### Work instructions
Could you repeat word for word only the lines from the one containing "let path = context.dir.join(name);" to the last line of the data below?

### Task material
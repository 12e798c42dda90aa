//! Ephemeral sandbox image builds.

use bytes::Bytes;
use std::fs;
use std::path::{Path, PathBuf};
use std::sync::Arc;
use tar::Builder;
use tracing::{debug, info, warn};

use super::{single_file_archive, ContainerEngine, SandboxError, SandboxImage};
use crate::profile::{LanguageProfile, Manifest};

const TAG_PREFIX: &str = "crucible-sandbox";

/// Builds one uniquely tagged image per call.
pub(crate) struct ImageBuilder {
    engine: Arc<dyn ContainerEngine>,
    build_dir: PathBuf,
}

impl ImageBuilder {
    /// `build_dir` is where on-disk build contexts are created.
    pub fn new(engine: Arc<dyn ContainerEngine>, build_dir: PathBuf) -> Self {
        Self { engine, build_dir }
    }

    /// Builds the sandbox image for `profile`.
    ///
    /// Profiles with a package manifest get an on-disk build context that is
    /// deleted as soon as the engine returns, whether or not the build worked.
    pub async fn build(&self, profile: &LanguageProfile) -> Result<SandboxImage, SandboxError> {
        let tag = unique_tag();
        info!("Building sandbox image {} ({})", tag, profile.language);

        let dockerfile = profile.dockerfile();
        let result = match &profile.manifest {
            Some(manifest) => {
                let context = BuildContext::write(&self.build_dir, &tag, &dockerfile, manifest)
                    .map_err(|e| {
                        SandboxError::build_failed(&tag, format!("Failed to write build context: {e}"))
                    })?;
                let archive = context.archive().map_err(|e| {
                    SandboxError::build_failed(&tag, format!("Failed to archive build context: {e}"))
                })?;
                let result = self.engine.build_image(&tag, archive).await;
                drop(context);
                result
            }
            None => {
                let archive = single_file_archive("Dockerfile", dockerfile.as_bytes()).map_err(
                    |e| SandboxError::build_failed(&tag, format!("Failed to pack Dockerfile: {e}")),
                )?;
                self.engine.build_image(&tag, archive).await
            }
        };

        result?;
        info!("Image built: {}", tag);
        Ok(SandboxImage { tag })
    }
}

/// Generates an image tag no other call will produce.
pub(crate) fn unique_tag() -> String {
    let id = uuid::Uuid::new_v4().simple().to_string();
    format!("{TAG_PREFIX}-{}", &id[..8])
}

/// On-disk build context; its files are removed on drop.
struct BuildContext {
    dir: PathBuf,
    files: Vec<PathBuf>,
}

impl BuildContext {
    fn write(
        build_root: &Path,
        tag: &str,
        dockerfile: &str,
        manifest: &Manifest,
    ) -> std::io::Result<Self> {
        let dir = build_root.join(tag);
        fs::create_dir_all(&dir)?;
        let mut context = Self {
            dir,
            files: Vec::new(),
        };

        for (name, content) in [(manifest.filename, manifest.content), ("Dockerfile", dockerfile)] {
            let path = context.dir.join(name);
            fs::write(&path, content)?;
            context.files.push(path);
        }
        debug!("Build context written to {}", context.dir.display());
        Ok(context)
    }

    fn archive(&self) -> std::io::Result<Bytes> {
        let mut buf = Vec::new();
        {
            let mut tar = Builder::new(&mut buf);
            tar.append_dir_all(".", &self.dir)?;
            tar.finish()?;
        }
        Ok(Bytes::from(buf))
    }
}

impl Drop for BuildContext {
    fn drop(&mut self) {
        for file in &self.files {
            if let Err(e) = fs::remove_file(file) {
                warn!("Failed to remove build file {}: {}", file.display(), e);
            }
        }
        let _ = fs::remove_dir(&self.dir);
        debug!("Build context removed: {}", self.dir.display());
    }
}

### Response
            let path = context.dir.join(name);
            fs::write(&path, content)?;
            context.files.push(path);
        }
        debug!("Build context written to {}", context.dir.display());
        Ok(context)
    }

    fn archive(&self) -> std::io::Result<Bytes> {
        let mut buf = Vec::new();
        {
            let mut tar = Builder::new(&mut buf);
            tar.append_dir_all(".", &self.dir)?;
            tar.finish()?;
        }
        Ok(Bytes::from(buf))
    }
}

impl Drop for BuildContext {
    fn drop(&mut self) {
        for file in &self.files {
            if let Err(e) = fs::remove_file(file) {
                warn!("Failed to remove build file {}: {}", file.display(), e);
            }
        }
        let _ = fs::remove_dir(&self.dir);
        debug!("Build context removed: {}", self.dir.display());
    }
}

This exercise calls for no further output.